Basketball back then was hardly the fast-paced game of motion offenses and defensive presses and traps. But once the football season came to an end, roundball was a popular spectator sport when the Catholic schools played.
The first tournament, played Jan. 11-12, 1951, matched favorite St. Aloysius against Holy Cross, and Jesuit against Redemptorist. Three of the head coaches – Ken Tarzetti of Jesuit, Lou Brownson of Holy Cross and Joe Galliano of Redemptorist – were football coaches first and basketball coaches second.

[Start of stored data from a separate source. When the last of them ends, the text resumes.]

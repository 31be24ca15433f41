use rdf_entity_model::{
    Condition, ConditionGroup, ConditionNode, ConditionValue, EntityTypeId, FieldName, GraphId,
    Operator, Paging, QueryError, SortKey,
};
use rdf_entity_query::{QueryBuilder, SelectQuery};
use rdf_entity_schema::Schema;

/// An entity query: conditions, sort keys, paging and the graphs to query.
///
/// Top-level conditions are joined with `AND`. Use [ConditionGroup] and
/// [EntityQuery::group] for nested or alternative conditions.
///
/// ```
/// use rdf_entity::model::{Operator, SortDirection};
/// use rdf_entity::EntityQuery;
///
/// let query = EntityQuery::new("rdf_entity")
///     .matches("type", "fruit")
///     .condition("text", "p", Operator::Contains)
///     .sort("id", "ASC")?
///     .range(0, 2);
/// assert_eq!(query.sorts()[0].direction, SortDirection::Ascending);
/// # Result::<_, Box<dyn std::error::Error>>::Ok(())
/// ```
#[derive(Clone, Debug, PartialEq, Eq)]
pub struct EntityQuery {
    entity_type: EntityTypeId,
    conditions: ConditionGroup,
    sorts: Vec<SortKey>,
    paging: Option<Paging>,
    graphs: Option<Vec<GraphId>>,
}

impl EntityQuery {
    /// Creates a query that matches all entities of `entity_type`.
    pub fn new(entity_type: impl Into<EntityTypeId>) -> Self {
        Self {
            entity_type: entity_type.into(),
            conditions: ConditionGroup::and(),
            sorts: Vec::new(),
            paging: None,
            graphs: None,
        }
    }

    /// Adds a condition with an explicit operator.
    #[must_use]
    pub fn condition(
        self,
        field: impl Into<FieldName>,
        value: impl Into<ConditionValue>,
        operator: Operator,
    ) -> Self {
        self.push(Condition::new(field, value, operator))
    }

    /// Adds a condition that uses `IN` for lists and `=` otherwise.
    #[must_use]
    pub fn matches(self, field: impl Into<FieldName>, value: impl Into<ConditionValue>) -> Self {
        self.push(Condition::implicit(field, value))
    }

    /// Requires the field to have a value.
    #[must_use]
    pub fn exists(self, field: impl Into<FieldName>) -> Self {
        self.push(Condition::new(field, ConditionValue::Null, Operator::Exists))
    }

    /// Requires the field to have no value.
    #[must_use]
    pub fn not_exists(self, field: impl Into<FieldName>) -> Self {
        self.push(Condition::new(field, ConditionValue::Null, Operator::NotExists))
    }

    /// Adds a nested group.
    #[must_use]
    pub fn group(self, group: ConditionGroup) -> Self {
        self.push(group)
    }

    /// Adds any condition node.
    #[must_use]
    pub fn push(mut self, node: impl Into<ConditionNode>) -> Self {
        self.conditions.push(node);
        self
    }

    /// Sorts by the main column of `field`. The direction must be `ASC` or `DESC`.
    pub fn sort(self, field: impl Into<FieldName>, direction: &str) -> Result<Self, QueryError> {
        let direction = direction.parse()?;
        Ok(self.sort_by(SortKey::new(field, direction)))
    }

    /// Appends a sort key.
    #[must_use]
    pub fn sort_by(mut self, sort: SortKey) -> Self {
        self.sorts.push(sort);
        self
    }

    /// Returns `length` results starting at `start`.
    #[must_use]
    pub fn range(mut self, start: u64, length: u64) -> Self {
        self.paging = Some(Paging::range(start, length));
        self
    }

    /// Returns the 0-based `page` of `length` results.
    #[must_use]
    pub fn pager(mut self, page: u64, length: u64) -> Self {
        self.paging = Some(Paging::page(page, length));
        self
    }

    /// Queries the given graphs instead of the default graph set.
    #[must_use]
    pub fn graphs<G: Into<GraphId>>(mut self, graphs: impl IntoIterator<Item = G>) -> Self {
        self.graphs = Some(graphs.into_iter().map(Into::into).collect());
        self
    }

    pub fn entity_type(&self) -> &EntityTypeId {
        &self.entity_type
    }

    pub fn conditions(&self) -> &ConditionGroup {
        &self.conditions
    }

    pub fn sorts(&self) -> &[SortKey] {
        &self.sorts
    }

    pub fn paging(&self) -> Option<Paging> {
        self.paging
    }

    /// Returns the explicitly requested graphs.
    pub fn requested_graphs(&self) -> Option<&[GraphId]> {
        self.graphs.as_deref()
    }

    /// Compiles the query against `schema`.
    pub fn compile(&self, schema: &Schema, is_count: bool) -> Result<SelectQuery, QueryError> {
        let definition = schema.entity_type(self.entity_type.as_str())?;
        QueryBuilder::new(definition).build(
            &ConditionNode::Group(self.conditions.clone()),
            &self.sorts,
            self.paging,
            is_count,
            self.requested_graphs(),
        )
    }
}

#[cfg(test)]
#[allow(clippy::non_ascii_literal, reason = "Variables use the middle dot separator")]
mod tests {
    use super::*;
    use insta::assert_snapshot;
    use rdf_entity_model::SortDirection;

    fn schema() -> Schema {
        Schema::from_json(include_str!("../../schema/testdata/fruit.json"), 1).unwrap()
    }

    #[test]
    fn invalid_sort_direction() {
        let result = EntityQuery::new("rdf_entity").sort("id", "UP");
        assert!(matches!(result, Err(QueryError::InvalidSortDirection(_))));
    }

    #[test]
    fn implicit_operators() {
        let query = EntityQuery::new("rdf_entity")
            .matches("type", ["fruit", "vegetable"])
            .matches("label", "Apple");
        let operators = query
            .conditions()
            .children
            .iter()
            .map(|node| match node {
                ConditionNode::Leaf(condition) => condition.operator,
                ConditionNode::Group(_) => Operator::Exists,
            })
            .collect::<Vec<_>>();
        assert_eq!(operators, [Operator::In, Operator::Eq]);
    }

    #[test]
    fn compile_with_explicit_graphs() {
        let query = EntityQuery::new("rdf_entity")
            .exists("origin")
            .sort_by(SortKey::new("type", SortDirection::Descending))
            .pager(1, 5)
            .graphs(["foo"]);
        assert_snapshot!(query.compile(&schema(), false).unwrap(), @r"
        SELECT DISTINCT ?entity
        FROM <http://example.com/fruit/foo>
        WHERE {
          ?entity <http://www.w3.org/1999/02/22-rdf-syntax-ns#type> ?bundle .
          VALUES ?bundle { <http://example.com/fruit> <http://example.com/vegetable> }
          FILTER EXISTS {
            ?entity <http://example.com/origin> ?origin·value·exists .
          }
        }
        ORDER BY DESC(?bundle)
        LIMIT 5
        OFFSET 5
        ");
    }

    #[test]
    fn unknown_entity_type() {
        let result = EntityQuery::new("node").compile(&schema(), true);
        assert!(matches!(result, Err(QueryError::UnknownEntityType(_))));
    }
}
#![doc = include_str!("../README.md")]
#![doc(test(attr(deny(warnings))))]
#![cfg_attr(docsrs, feature(doc_auto_cfg))]

mod query;
pub mod store;

pub use query::EntityQuery;
pub use store::{EntityStore, EntityStoreOptions};

pub mod error {
    pub use rdf_entity_common::StorageError;
    pub use rdf_entity_model::{QueryError, ReconstructionError, SchemaError};
}

pub mod model {
    pub use rdf_entity_model::*;
}

pub mod schema {
    pub use rdf_entity_schema::*;
}

pub mod sparql {
    pub use rdf_entity_query::*;
}

pub mod storage {
    pub use rdf_entity_common::{QuerySolution, TripleStore};
    pub use rdf_entity_storage::*;
}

St. Aloysius was the exception. Its mentor was the soon-to-become legendary Johnny Altobello, who would coach two schools to five of the CYO Tournament’s six titles.
Pat Dorian, 77, was a sophomore on Holy Cross’ team in 1951 and recalls the first tournament.

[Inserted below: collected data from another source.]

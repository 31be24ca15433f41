use serde::{Deserialize, Serialize};
use std::borrow::Borrow;
use std::fmt::{Display, Formatter};

/// The character that separates the field and the column of a [FieldColumn] in query variables.
///
/// Identifiers only consist of `[A-Za-z0-9_]`, hence the separator can never be part of a field or
/// a column name. The middle dot is a valid continuation character of SPARQL variable names.
pub const VARIABLE_SEPARATOR: char = '\u{B7}';

macro_rules! string_identifier {
    ($(#[$meta:meta])* $name:ident) => {
        $(#[$meta])*
        #[derive(Clone, Debug, PartialEq, Eq, PartialOrd, Ord, Hash, Serialize, Deserialize)]
        #[serde(transparent)]
        pub struct $name(String);

        impl $name {
            /// Creates a new identifier. Validation happens when a schema is loaded.
            pub fn new(value: impl Into<String>) -> Self {
                Self(value.into())
            }

            /// Returns the identifier as a string slice.
            pub fn as_str(&self) -> &str {
                &self.0
            }
        }

        impl Display for $name {
            fn fmt(&self, f: &mut Formatter<'_>) -> std::fmt::Result {
                f.write_str(&self.0)
            }
        }

        impl From<&str> for $name {
            fn from(value: &str) -> Self {
                Self(value.to_owned())
            }
        }

        impl From<String> for $name {
            fn from(value: String) -> Self {
                Self(value)
            }
        }

        impl AsRef<str> for $name {
            fn as_ref(&self) -> &str {
                &self.0
            }
        }

        impl Borrow<str> for $name {
            fn borrow(&self) -> &str {
                &self.0
            }
        }

        impl PartialEq<str> for $name {
            fn eq(&self, other: &str) -> bool {
                self.0 == other
            }
        }

        impl PartialEq<&str> for $name {
            fn eq(&self, other: &&str) -> bool {
                self.0 == *other
            }
        }
    };
}

string_identifier!(
    /// Identifies an entity type (e.g., `rdf_entity` or `taxonomy_term`).
    EntityTypeId
);
string_identifier!(
    /// Identifies a bundle of an entity type.
    BundleId
);
string_identifier!(
    /// Identifies a graph partition (e.g., `default` or `draft`).
    GraphId
);
string_identifier!(
    /// The name of a field.
    FieldName
);
string_identifier!(
    /// The name of a column (property) within a field.
    ColumnName
);

/// The composite key of a stored column.
///
/// Fields with multiple properties (e.g., a formatted text with `value` and `format`) store each
/// column under its own predicate. This type replaces `field.column` string keys.
#[derive(Clone, Debug, PartialEq, Eq, PartialOrd, Ord, Hash, Serialize, Deserialize)]
pub struct FieldColumn {
    pub field: FieldName,
    pub column: ColumnName,
}

impl FieldColumn {
    /// Creates a new [FieldColumn].
    pub fn new(field: impl Into<FieldName>, column: impl Into<ColumnName>) -> Self {
        Self {
            field: field.into(),
            column: column.into(),
        }
    }

    /// Returns the variable name (without the `?` prefix) that holds the values of this column.
    pub fn variable_name(&self) -> String {
        format!("{}{VARIABLE_SEPARATOR}{}", self.field, self.column)
    }
}

impl Display for FieldColumn {
    fn fmt(&self, f: &mut Formatter<'_>) -> std::fmt::Result {
        write!(f, "{}.{}", self.field, self.column)
    }
}

#[cfg(test)]
mod tests {
    use super::*;

    #[test]
    fn variable_names_do_not_collide() {
        let a = FieldColumn::new("body_value", "format");
        let b = FieldColumn::new("body", "value_format");
        assert_ne!(a.variable_name(), b.variable_name());
    }

    #[test]
    fn identifiers_serialize_transparently() {
        let bundle = BundleId::new("fruit");
        assert_eq!(serde_json::to_string(&bundle).unwrap(), "\"fruit\"");
        assert_eq!(bundle, "fruit");
    }
}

“The crowd (at Tulane) was good,” Dorian recalled. “There were a couple of thousand people there. And all schools were well represented.”

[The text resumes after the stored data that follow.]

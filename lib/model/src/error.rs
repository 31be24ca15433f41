use crate::{BundleId, ColumnName, EntityTypeId, FieldName, GraphId, Operator};
use oxiri::IriParseError;
use oxrdf::LanguageTagParseError;

/// An error raised while compiling an entity query or resolving schema information for it.
///
/// These errors are raised before any request reaches the triple store.
#[derive(Debug, thiserror::Error)]
#[non_exhaustive]
pub enum QueryError {
    /// A string that should be an absolute IRI is not.
    #[error("Invalid IRI '{iri}': {error}")]
    InvalidUri {
        /// The rejected value.
        iri: String,
        /// The parsing error.
        #[source]
        error: IriParseError,
    },
    /// A language tag is not well-formed.
    #[error("Invalid language tag '{tag}': {error}")]
    InvalidLanguageTag {
        /// The rejected tag.
        tag: String,
        /// The parsing error.
        #[source]
        error: LanguageTagParseError,
    },
    /// The field (column) has no storage mapping.
    #[error("The field {field}.{column} of entity type {entity_type} has no storage mapping")]
    UnmappedField {
        entity_type: EntityTypeId,
        field: FieldName,
        column: ColumnName,
    },
    /// The operator cannot be used on the id or the bundle key.
    #[error("The operator {operator} is not allowed on the key field {field}")]
    InvalidKeyOperator { field: FieldName, operator: Operator },
    /// A `NULL` value was used on the id or the bundle key.
    #[error("The key field {field} cannot be compared with NULL")]
    NullKeyValue { field: FieldName },
    /// The value does not fit the operator (e.g., a list for `=` or a scalar for `IN`).
    #[error("The operator {operator} does not support the given value: {reason}")]
    UnsupportedOperatorValue {
        operator: Operator,
        reason: &'static str,
    },
    /// The operator is not known.
    #[error("Unknown operator '{0}'")]
    UnknownOperator(String),
    /// A sort direction other than `ASC` or `DESC`.
    #[error("Invalid sort direction '{0}', expected ASC or DESC")]
    InvalidSortDirection(String),
    /// An explicitly requested graph is not part of the graph catalog.
    #[error("The graph {graph} does not exist for entity type {entity_type}")]
    GraphNotFound {
        entity_type: EntityTypeId,
        graph: GraphId,
    },
    /// The entity type is not configured.
    #[error("Unknown entity type {0}")]
    UnknownEntityType(EntityTypeId),
    /// The bundle is not configured for the entity type.
    #[error("Unknown bundle {bundle} for entity type {entity_type}")]
    UnknownBundle {
        entity_type: EntityTypeId,
        bundle: BundleId,
    },
}

impl QueryError {
    /// Creates a [QueryError::UnsupportedOperatorValue].
    pub fn unsupported_value<T>(operator: Operator, reason: &'static str) -> Result<T, Self> {
        Err(QueryError::UnsupportedOperatorValue { operator, reason })
    }
}

/// An error raised while reconstructing a single entity from triples.
///
/// A reconstruction error only affects the subject it refers to. Other entities of the same batch
/// are still reconstructed.
#[derive(Debug, Clone, PartialEq, Eq, thiserror::Error)]
#[non_exhaustive]
pub enum ReconstructionError {
    /// The subject is declared to be of more than one bundle.
    #[error("The entity {subject} is declared as multiple bundles: {}", .bundles.iter().map(BundleId::as_str).collect::<Vec<_>>().join(", "))]
    AmbiguousBundle {
        subject: String,
        bundles: Vec<BundleId>,
    },
}

/// An error raised while loading a schema configuration.
#[derive(Debug, thiserror::Error)]
#[non_exhaustive]
pub enum SchemaError {
    /// The configuration document cannot be parsed.
    #[error("Invalid schema configuration: {0}")]
    Syntax(#[source] Box<dyn std::error::Error + Send + Sync + 'static>),
    /// An identifier contains characters outside of `[A-Za-z0-9_]`.
    #[error("Invalid identifier '{0}', only ASCII letters, digits and '_' are allowed")]
    InvalidIdentifier(String),
    /// A configured IRI is invalid.
    #[error("Invalid IRI '{iri}' in {location}: {error}")]
    InvalidIri {
        iri: String,
        location: String,
        #[source]
        error: IriParseError,
    },
    /// A configuration element refers to something that does not exist.
    #[error("{location} refers to the unknown {kind} '{name}'")]
    UnknownReference {
        location: String,
        kind: &'static str,
        name: String,
    },
    /// Any other inconsistency.
    #[error("Invalid schema configuration in {location}: {message}")]
    Invalid { location: String, message: String },
}

impl SchemaError {
    /// Creates a [SchemaError::Invalid].
    pub fn invalid(location: impl Into<String>, message: impl Into<String>) -> Self {
        SchemaError::Invalid {
            location: location.into(),
            message: message.into(),
        }
    }
}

Dorian’s coach, Brownson, a former Jesuit assistant who began a wrestling program when he arrived as Holy Cross coach in 1942, used basketball to keep his football players who did not wrestle in shape. His Tigers were stocked with the best of the 1950 state runner-up grid talent, including Vince Gonzalez, Dalton Truax, Clarence Zimmerman, Charley French and Lou Deutschmann.
“We called them the wrecking crew,” Dorian said of the Tigers.
They also had a true basketball player, 6-4 Chester Doll, who went on to a Hall of Fame career at Loyola University.
Jesuit had its share of standouts as well, including Charlie Gallman, Ralph Morse, Owen Brennan, Don Dresz, Jimmy Thomas, Milt Retif and Charlie Keller. Redemptorist countered with a few of its own – Mickey Figaro, Pat Powers, Billy Piglia and baseball standout “Dookie” Dauphin.
But none of the three was as “loaded” as Altobello’s Crusaders. The roster read like a Who’s Who of prep basketball: Bobby Delpit, Dickie Brennan, Dick Treuting, Eddie Bravo, John Murret, Crit Lorio and Altobello used all 14 boys on his roster in each of the two tournament games.
“We had never beaten St. Aloysius in three years,” Dorian said. And the Tigers didn’t get an opportunity to break that string as Jesuit won the tournament opener, 48-45. And St. Aloysius had no trouble outpointing Redemptorist, 38-23.
St. Aloysius then defeated Jesuit, 41-33, for the first title as Delpit won the Archbishop Joseph F. Rummel Trophy winner over teammate Brennan. Holy Cross edged Redemptorist, 41-40, in overtime.